Science is a collaborative kind of thing. People find things out, write it and disseminate it to tell your colleagues and the world at large what you’ve done – and read up what everyone else is doing too, to guide your way.

Most people are familiar with the concept of a scientific journal – the practising scientist makes an observation, writes a report and publishes it in a funny-looking journal. The problem, at least according to Randy Schekman, is that the race to the top, to be published in the most prestigious journals, distorts the scientific process and favours eye-catching research over solid research.

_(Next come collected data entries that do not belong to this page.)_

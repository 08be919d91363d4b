use mp_common::Paise;
use serde::Serialize;

use crate::db_types::Transaction;

/// The result of settling a captured payment: the fee split and the payee's balance after the credit.
/// `platform_fee + payee_amount == transaction.amount` always holds exactly.
#[derive(Debug, Clone, Serialize)]
pub struct Settlement {
    pub transaction: Transaction,
    pub platform_fee: Paise,
    pub payee_amount: Paise,
    pub wallet_balance: Paise,
}

/// Outcome of the created → captured compare-and-set.
#[derive(Debug, Clone)]
pub enum CaptureOutcome {
    /// This caller won the transition and performed the wallet credit.
    Settled(Settlement),
    /// Another signal captured the order first; the stored breakdown is replayed and nothing was mutated.
    AlreadyCaptured(Settlement),
}

impl CaptureOutcome {
    pub fn settlement(&self) -> &Settlement {
        match self {
            CaptureOutcome::Settled(s) | CaptureOutcome::AlreadyCaptured(s) => s,
        }
    }

    pub fn into_settlement(self) -> Settlement {
        match self {
            CaptureOutcome::Settled(s) | CaptureOutcome::AlreadyCaptured(s) => s,
        }
    }

    pub fn is_first_capture(&self) -> bool {
        matches!(self, CaptureOutcome::Settled(_))
    }
}

/// Outcome of the created → failed compare-and-set.
#[derive(Debug, Clone)]
pub enum FailureOutcome {
    Failed(Transaction),
    /// The failure report arrived after the transaction had already failed; nothing changed.
    AlreadyFailed(Transaction),
    /// The transaction was already captured. Captured always wins; the row is untouched.
    CapturedWins(Transaction),
}

impl FailureOutcome {
    pub fn transaction(&self) -> &Transaction {
        match self {
            FailureOutcome::Failed(t) | FailureOutcome::AlreadyFailed(t) | FailureOutcome::CapturedWins(t) => t,
        }
    }
}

In an article for the Guardian, Schekman, Nobel laureate and Professor of Cell Biology at University of California Berkeley, says he will be boycotting top-ranked scientific journals, such as Nature and Science, presumably favouring less prestigious but more balanced publications. This highlights a looming problem the scientific community currently faces: publication in such journals is highly desirable but often provide an inaccurate representation of the field. Top journals commonly favour either dazzling results or controversial ideas, picking a very select subsection of all scientific material published, biased towards the headline grabbing. As such, scientists are encouraged to work on fashionable or contentious topics, often disfavouring fields that are not seen as ‘up and coming’.

I would like to argue the problem is not the race to the top – it’s hiring the best climbers.

While there is a selection bias towards exciting and cutting edge research, that is human nature – we are attracted to it and scientists have the freedom to choose what topics to study. The intrinsic idea of a ranking for scientific journals is also not surprising; it is useful to know if an article is a deal breaker, or more of a run of the mill finding, based on where it appears in the literature.


What gets to the core of the issue is publication bias being sustained by the academic assessment system. Publication in prestigious journals is seen as necessary for success in academia – the more of these you accumulate, the better your chances of landing a job or securing a grant. For institutions, it forms the core of their assessment, with laboratories, departments and universities ranked based on their ability to continuously produce high impact publications and directly affecting their ability to secure essential funding to continue operating.


So while Prof Schekman has made a valuable stance to highlight the deficits in the current system, it does little to propel change. Change would come from the places where value is given to such things, at the meeting rooms of grant-awarding bodies, populated by the likes of Prof Schekman. Indeed, he would be better of saying “I will judge applicants based on the quality of their work and not the impact factor of their citation list” rather than “I won’t publish in Science”.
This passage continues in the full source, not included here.